**SOURCE DATA:**
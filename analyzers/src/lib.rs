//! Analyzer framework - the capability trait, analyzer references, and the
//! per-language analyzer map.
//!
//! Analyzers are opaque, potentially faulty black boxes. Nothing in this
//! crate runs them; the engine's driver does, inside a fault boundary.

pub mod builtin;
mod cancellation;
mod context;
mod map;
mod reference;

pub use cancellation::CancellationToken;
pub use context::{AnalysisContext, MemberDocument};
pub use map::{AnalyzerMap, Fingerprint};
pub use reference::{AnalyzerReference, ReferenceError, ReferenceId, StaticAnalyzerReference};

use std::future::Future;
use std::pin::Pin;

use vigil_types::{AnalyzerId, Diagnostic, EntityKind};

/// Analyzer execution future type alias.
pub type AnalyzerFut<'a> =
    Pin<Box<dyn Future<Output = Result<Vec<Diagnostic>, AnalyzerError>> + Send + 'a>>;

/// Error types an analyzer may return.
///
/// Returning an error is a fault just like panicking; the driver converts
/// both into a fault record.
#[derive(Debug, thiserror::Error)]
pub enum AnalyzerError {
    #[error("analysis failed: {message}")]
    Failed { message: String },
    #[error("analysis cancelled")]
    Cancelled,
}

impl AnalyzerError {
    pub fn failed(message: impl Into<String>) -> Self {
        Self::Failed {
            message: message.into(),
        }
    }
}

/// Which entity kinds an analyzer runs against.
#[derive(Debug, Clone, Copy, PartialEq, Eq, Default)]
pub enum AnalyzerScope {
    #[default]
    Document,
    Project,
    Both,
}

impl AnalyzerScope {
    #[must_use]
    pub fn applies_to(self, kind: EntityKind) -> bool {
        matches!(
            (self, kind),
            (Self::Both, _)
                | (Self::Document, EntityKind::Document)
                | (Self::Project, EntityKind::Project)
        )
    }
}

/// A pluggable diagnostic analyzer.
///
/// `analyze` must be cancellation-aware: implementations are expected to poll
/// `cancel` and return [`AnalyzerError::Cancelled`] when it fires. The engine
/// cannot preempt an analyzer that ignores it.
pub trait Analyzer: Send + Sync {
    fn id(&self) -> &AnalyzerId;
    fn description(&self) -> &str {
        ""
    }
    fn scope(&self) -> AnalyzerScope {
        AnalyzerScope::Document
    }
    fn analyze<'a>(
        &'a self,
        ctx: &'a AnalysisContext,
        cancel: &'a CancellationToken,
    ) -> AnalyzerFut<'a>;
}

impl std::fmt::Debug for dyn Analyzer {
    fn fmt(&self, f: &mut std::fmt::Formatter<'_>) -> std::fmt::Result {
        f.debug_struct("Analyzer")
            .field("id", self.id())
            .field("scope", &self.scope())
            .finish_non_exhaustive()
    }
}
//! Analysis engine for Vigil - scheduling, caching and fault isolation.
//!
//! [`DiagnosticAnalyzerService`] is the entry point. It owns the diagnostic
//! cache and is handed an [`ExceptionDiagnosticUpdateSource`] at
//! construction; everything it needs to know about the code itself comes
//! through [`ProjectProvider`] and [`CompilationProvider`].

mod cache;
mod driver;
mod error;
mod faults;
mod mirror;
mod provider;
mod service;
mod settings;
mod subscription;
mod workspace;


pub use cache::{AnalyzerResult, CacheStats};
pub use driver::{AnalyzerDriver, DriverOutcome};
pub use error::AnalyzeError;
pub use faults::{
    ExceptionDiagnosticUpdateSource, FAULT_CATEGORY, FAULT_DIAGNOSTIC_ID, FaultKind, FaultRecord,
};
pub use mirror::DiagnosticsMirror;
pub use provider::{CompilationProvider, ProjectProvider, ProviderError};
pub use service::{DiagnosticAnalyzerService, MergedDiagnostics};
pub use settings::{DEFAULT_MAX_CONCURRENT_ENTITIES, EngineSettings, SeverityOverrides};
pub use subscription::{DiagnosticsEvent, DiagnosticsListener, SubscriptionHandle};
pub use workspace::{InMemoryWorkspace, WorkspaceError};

==

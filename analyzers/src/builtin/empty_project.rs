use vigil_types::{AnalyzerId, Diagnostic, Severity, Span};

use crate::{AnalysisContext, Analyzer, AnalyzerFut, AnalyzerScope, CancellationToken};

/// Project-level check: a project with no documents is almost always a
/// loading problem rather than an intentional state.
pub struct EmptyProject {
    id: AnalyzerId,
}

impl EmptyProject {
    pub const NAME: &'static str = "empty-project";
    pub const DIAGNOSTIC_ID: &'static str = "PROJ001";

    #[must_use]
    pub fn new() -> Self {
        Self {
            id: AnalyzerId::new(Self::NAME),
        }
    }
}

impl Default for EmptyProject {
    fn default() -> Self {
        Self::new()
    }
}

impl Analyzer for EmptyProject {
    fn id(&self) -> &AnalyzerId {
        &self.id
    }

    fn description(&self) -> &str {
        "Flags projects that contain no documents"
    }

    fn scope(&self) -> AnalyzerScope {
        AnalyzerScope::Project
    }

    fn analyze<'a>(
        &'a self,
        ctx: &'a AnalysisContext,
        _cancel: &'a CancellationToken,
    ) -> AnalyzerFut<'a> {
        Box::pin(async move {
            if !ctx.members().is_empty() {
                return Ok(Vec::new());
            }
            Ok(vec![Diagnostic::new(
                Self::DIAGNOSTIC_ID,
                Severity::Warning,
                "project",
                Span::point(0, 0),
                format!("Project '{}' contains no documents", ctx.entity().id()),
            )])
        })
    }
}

**WHAT YOU SHOULD DO:**
Would you retype the lines above from the one with "cache and is" down to the one with "pub use mirror::DiagnosticsMirror;", word for word, both ends included and no other lines?

**SOLUTION TO THIS PROBLEM:**
//! cache and is handed an [`ExceptionDiagnosticUpdateSource`] at
//! construction; everything it needs to know about the code itself comes
//! through [`ProjectProvider`] and [`CompilationProvider`].

mod cache;
mod driver;
mod error;
mod faults;
mod mirror;
mod provider;
mod service;
mod settings;
mod subscription;
mod workspace;


pub use cache::{AnalyzerResult, CacheStats};
pub use driver::{AnalyzerDriver, DriverOutcome};
pub use error::AnalyzeError;
pub use faults::{
    ExceptionDiagnosticUpdateSource, FAULT_CATEGORY, FAULT_DIAGNOSTIC_ID, FaultKind, FaultRecord,
};
pub use mirror::DiagnosticsMirror;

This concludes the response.